The new approach by Microsoft and Intel works by first converting the malware's programming code into 2D images. These images can reveal certain patterns sensed by an AI-powered program to reveal traits indicating malicious behavior.
According to Microsoft's blog post, if the malware binaries are actually plotted in grayscale images, the texture, as well as the structure patterns, can then be used to classify binaries as being either benign or even malicious.
In order to pull this method off, the companies work by first converting the malware's programing into a certain one-dimensional stream of digital pixels. Once this is done, their study then explains that each byte in the malware's own code can then be imaged to work to a different level of pixel intensity.
The researchers then proceed to expand the pixel streams into 2D images just by using the malware's own file size. The file size conversion is done by determining the width and height. This sort of method has allowed the Microsoft-Intel's antivirus program to properly see the malware's own characteristics and evolve to train itself to discern using its own extended capabilities.
This certain approach was given the name STAMINA and is already showing some pretty promising results. In a certain test using the real-world malware samples, the antivirus was actually able to achieve an accuracy of 99.07 percent with only a false-positive rate of just 2.87 percent.
The companies actually developed STAMINA in order to address the certain drawbacks that they are experiencing with today's antivirus technology.
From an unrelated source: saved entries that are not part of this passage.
//! Configuration loading and parsing.
//!
//! Defines the relay config schema (TOML) and resolves it onto player defaults.

use std::path::{Path, PathBuf};
use std::time::Duration;

use anyhow::{Context, Result};
use segment_player::{CodecKind, PlayerConfig, SinkTarget};
use serde::Deserialize;

const DEFAULT_OUTPUT: &str = "relay-output.dca";
/// Playback gain used when the config leaves `volume` unset.
pub const DEFAULT_VOLUME: f32 = 0.10;
pub const TEMP_PREFIX: &str = "relay";

/// Top-level relay configuration loaded from TOML. Every field is optional.
#[derive(Debug, Default, Deserialize)]
#[serde(deny_unknown_fields)]
pub struct RelayConfig {
    /// Voice group (guild) the sink attaches to.
    pub guild_id: Option<u64>,
    /// Voice channel within the group.
    pub voice_channel_id: Option<u64>,
    /// Maximum tracks waiting behind the current one.
    pub queue_size: Option<usize>,
    /// Segment window length in seconds.
    pub window_secs: Option<u64>,
    /// Ready segments kept ahead of playback.
    pub preload_segments: Option<usize>,
    /// Samples per channel per frame (960 = 20 ms).
    pub frame_samples: Option<usize>,
    /// `pcm` or `opus`.
    pub codec: Option<CodecKind>,
    /// Linear playback gain, 0.0 to 2.0.
    pub volume: Option<f32>,
    /// Delay before retrying a failed attach, in milliseconds.
    pub attach_backoff_ms: Option<u64>,
    /// Idle seconds before the sink detaches (0 disables).
    pub idle_detach_secs: Option<u64>,
    /// Directory for staged segment files.
    pub temp_dir: Option<PathBuf>,
    /// ffmpeg executable.
    pub ffmpeg: Option<PathBuf>,
    /// youtube-dl compatible resolver executable.
    pub youtube_dl: Option<PathBuf>,
    /// DCA output file.
    pub output: Option<PathBuf>,
}

impl RelayConfig {
    /// Load configuration from disk.
    pub fn load(path: &Path) -> Result<Self> {
        let raw =
            std::fs::read_to_string(path).with_context(|| format!("read config {:?}", path))?;
        let cfg = toml::from_str::<RelayConfig>(&raw)
            .with_context(|| format!("parse config {:?}", path))?;
        Ok(cfg)
    }
}

/// Resolve player tuning from config, falling back to player defaults.
pub fn player_config_from_config(cfg: &RelayConfig, temp_dir: Option<PathBuf>) -> PlayerConfig {
    let defaults = PlayerConfig::default();
    PlayerConfig {
        window: cfg
            .window_secs
            .map(Duration::from_secs)
            .unwrap_or(defaults.window),
        preload_segments: cfg.preload_segments.unwrap_or(defaults.preload_segments),
        frame_samples: cfg.frame_samples.unwrap_or(defaults.frame_samples),
        codec: cfg.codec.unwrap_or(defaults.codec),
        volume: cfg.volume.unwrap_or(DEFAULT_VOLUME),
        attach_backoff: cfg
            .attach_backoff_ms
            .map(Duration::from_millis)
            .unwrap_or(defaults.attach_backoff),
        idle_detach: match cfg.idle_detach_secs {
            Some(0) => None,
            Some(secs) => Some(Duration::from_secs(secs)),
            None => defaults.idle_detach,
        },
        max_pending_tracks: cfg.queue_size.unwrap_or(defaults.max_pending_tracks),
        temp_dir: temp_dir
            .or_else(|| cfg.temp_dir.clone())
            .unwrap_or(defaults.temp_dir),
        temp_prefix: TEMP_PREFIX.to_string(),
        ..defaults
    }
}

pub fn sink_target_from_config(cfg: &RelayConfig) -> SinkTarget {
    SinkTarget {
        group_id: cfg.guild_id.unwrap_or_default(),
        channel_id: cfg.voice_channel_id.unwrap_or_default(),
    }
}

pub fn ffmpeg_from_config(cfg: &RelayConfig) -> PathBuf {
    cfg.ffmpeg.clone().unwrap_or_else(|| PathBuf::from("ffmpeg"))
}

pub fn youtube_dl_from_config(cfg: &RelayConfig) -> PathBuf {
    cfg.youtube_dl
        .clone()
        .unwrap_or_else(|| PathBuf::from("youtube-dl"))
}

/// Output path: CLI override, then config, then the default file name.
pub fn output_from_config(cfg: &RelayConfig, cli: Option<PathBuf>) -> PathBuf {
    cli.or_else(|| cfg.output.clone())
        .unwrap_or_else(|| PathBuf::from(DEFAULT_OUTPUT))
}

/// Everything the runtime needs, resolved.
#[derive(Clone, Debug)]
pub struct RelaySettings {
    pub player: PlayerConfig,
    pub target: SinkTarget,
    pub ffmpeg: PathBuf,
    pub youtube_dl: PathBuf,
    pub output: PathBuf,
}

impl RelaySettings {
    pub fn resolve(cfg: &RelayConfig, output: Option<PathBuf>, temp_dir: Option<PathBuf>) -> Self {
        Self {
            player: player_config_from_config(cfg, temp_dir),
            target: sink_target_from_config(cfg),
            ffmpeg: ffmpeg_from_config(cfg),
            youtube_dl: youtube_dl_from_config(cfg),
            output: output_from_config(cfg, output),
        }
    }
}

#[cfg(test)]
mod tests {
    use super::*;

    #[test]
    fn empty_config_uses_player_defaults() {
        let cfg: RelayConfig = toml::from_str("").unwrap();
        let player = player_config_from_config(&cfg, None);
        let defaults = PlayerConfig::default();
        assert_eq!(player.window, defaults.window);
        assert_eq!(player.preload_segments, 5);
        assert_eq!(player.idle_detach, Some(Duration::from_secs(30)));
        assert_eq!(player.temp_prefix, TEMP_PREFIX);
        assert_eq!(player.volume, DEFAULT_VOLUME);
        assert!(player.validate().is_ok());
        assert_eq!(output_from_config(&cfg, None), PathBuf::from(DEFAULT_OUTPUT));
    }

    #[test]
    fn config_fields_override_defaults() {
        let cfg: RelayConfig = toml::from_str(
            r#"
            guild_id = 42
            voice_channel_id = 7
            queue_size = 3
            window_secs = 5
            codec = "pcm"
            volume = 0.5
            idle_detach_secs = 0
            ffmpeg = "/opt/ffmpeg"
            output = "/tmp/a.dca"
            "#,
        )
        .unwrap();
        let player = player_config_from_config(&cfg, None);
        assert_eq!(player.window, Duration::from_secs(5));
        assert_eq!(player.max_pending_tracks, 3);
        assert_eq!(player.idle_detach, None);
        assert_eq!(player.volume, 0.5);
        assert_eq!(
            sink_target_from_config(&cfg),
            SinkTarget {
                group_id: 42,
                channel_id: 7
            }
        );
        assert_eq!(ffmpeg_from_config(&cfg), PathBuf::from("/opt/ffmpeg"));
        assert_eq!(
            output_from_config(&cfg, Some(PathBuf::from("/cli.dca"))),
            PathBuf::from("/cli.dca")
        );
    }

    #[test]
    fn unknown_fields_are_rejected() {
        assert!(toml::from_str::<RelayConfig>("bogus = 1").is_err());
    }

    #[test]
    fn load_reports_path() {
        let dir = tempfile::tempdir().unwrap();
        let path = dir.path().join("relay.toml");
        std::fs::write(&path, "window_secs = \"ten\"").unwrap();
        let err = RelayConfig::load(&path).unwrap_err();
        assert!(format!("{err:#}").contains("relay.toml"));
    }
}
This specific detection approaches can also be utilized in disassembling a piece of malware into metadata in order to find traces and signals of certain dangerous behavior.
Although effective, hackers still seem to find a way to consistently come up with certain bypasses that can hide the malicious intentions inside the data. The whole anti-virus detection has become a cat-and-mouse game for hackers and the anti-virus.
Fight against malware
STAMINA is working towards adding a new tool in order for it to ferret out the malware. Microsoft said that the joint research with Intel is actually a good starting ground for even more potential collaborative work.
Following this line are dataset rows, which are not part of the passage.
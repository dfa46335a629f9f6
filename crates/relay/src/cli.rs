use std::path::PathBuf;
use std::time::Duration;

use clap::{Parser, Subcommand};

use crate::timespec::parse_timespec;

#[derive(Parser, Debug)]
#[command(name = "relay", version)]
pub struct Args {
    #[command(subcommand)]
    pub cmd: Command,

    /// Optional relay config file (TOML)
    #[arg(long)]
    pub config: Option<PathBuf>,

    /// Frame output file (DCA framing); overrides the config
    #[arg(long)]
    pub output: Option<PathBuf>,

    /// Directory for staged segment files; overrides the config
    #[arg(long)]
    pub temp_dir: Option<PathBuf>,
}

#[derive(Subcommand, Debug)]
pub enum Command {
    /// Read control lines from stdin (`play <url> [start] [duration|end=<time>]`, pause, resume,
    /// skip, clear). At end of input the queued tracks play out before exit
    Run,

    /// Play one source and exit when it ends
    Play {
        /// Source URL handed to the resolver
        url: String,

        /// Start offset, e.g. 90, 1m30s
        #[arg(long, value_parser = parse_timespec)]
        start: Option<Duration>,

        /// Length to play (default: to the end of the source)
        #[arg(long, value_parser = parse_timespec)]
        duration: Option<Duration>,

        /// Absolute source offset to stop at, e.g. 3m
        #[arg(long, value_parser = parse_timespec, conflicts_with = "duration")]
        end: Option<Duration>,
    },
}
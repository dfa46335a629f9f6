//! Line-oriented control input.
//!
//! Grammar: `play <url> [start] [duration]`, `play`/`resume`, `pause`, `skip`, `clear`.
//! After the URL, offsets may also be given by name in any order: `start=`/`begin=`,
//! `dur=`/`duration=` and `end=`. An end offset takes precedence over a duration.

use std::time::Duration;

use relay_types::{PlaybackCommand, TrackRequest};

use crate::timespec::parse_timespec;

const PLAY_USAGE: &str = "usage: play <url> [start] [duration | end=<time>]";

#[derive(Debug, PartialEq, Eq)]
pub enum Control {
    Enqueue(TrackRequest),
    Command(PlaybackCommand),
}

/// Parse one input line. Blank lines and `#` comments yield `Ok(None)`.
pub fn parse_line(line: &str) -> Result<Option<Control>, String> {
    let line = line.trim();
    if line.is_empty() || line.starts_with('#') {
        return Ok(None);
    }

    let mut words = line.split_whitespace();
    let verb = words.next().unwrap_or_default();
    let args: Vec<&str> = words.collect();

    if verb.eq_ignore_ascii_case("play") && !args.is_empty() {
        return parse_play(&args).map(|request| Some(Control::Enqueue(request)));
    }

    if !args.is_empty() {
        return Err(format!("{verb} takes no arguments"));
    }
    verb.parse::<PlaybackCommand>()
        .map(|command| Some(Control::Command(command)))
}

fn parse_play(args: &[&str]) -> Result<TrackRequest, String> {
    let (url, rest) = args.split_first().ok_or_else(|| PLAY_USAGE.to_string())?;
    let mut start = None;
    let mut duration = None;
    let mut end = None;
    let mut positional = 0usize;

    for arg in rest {
        let (slot, value) = match arg.split_once('=') {
            Some((key, value)) => {
                let slot = match key.to_ascii_lowercase().as_str() {
                    "start" | "begin" => &mut start,
                    "dur" | "duration" => &mut duration,
                    "end" => &mut end,
                    other => return Err(format!("unknown offset {other:?}; {PLAY_USAGE}")),
                };
                (slot, value)
            }
            None => {
                positional += 1;
                match positional {
                    1 => (&mut start, *arg),
                    2 => (&mut duration, *arg),
                    _ => return Err(PLAY_USAGE.to_string()),
                }
            }
        };
        if slot.is_some() {
            return Err(format!("offset given twice in {arg:?}"));
        }
        *slot = Some(parse_timespec(value)?);
    }

    track_request(url, start, duration, end)
}

/// Build a request from optional offsets. `end` is absolute and wins over `duration`.
pub fn track_request(
    url: &str,
    start: Option<Duration>,
    duration: Option<Duration>,
    end: Option<Duration>,
) -> Result<TrackRequest, String> {
    let start = start.unwrap_or_default();
    let duration = match end {
        Some(end) if end <= start => {
            return Err(format!(
                "end {}ms is not after start {}ms",
                end.as_millis(),
                start.as_millis()
            ));
        }
        Some(end) => end - start,
        None => duration.unwrap_or_default(),
    };
    Ok(TrackRequest::new(url)
        .with_start_ms(start.as_millis() as u64)
        .with_duration_ms(duration.as_millis() as u64))
}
Microsoft used the example of the researchers' plan to collaborate in order to further accelerate the platform's utilization making it capable of allowing deep learning models that the program can deploy on client machines while only needing minimal performance impact.
However, the company is still aware that their approach still has key limitations. This includes trouble dealing with files of larger sizes. Converting those larger files into 2D images would then require them to convert billions of pixels which would result in making the process less practical to use.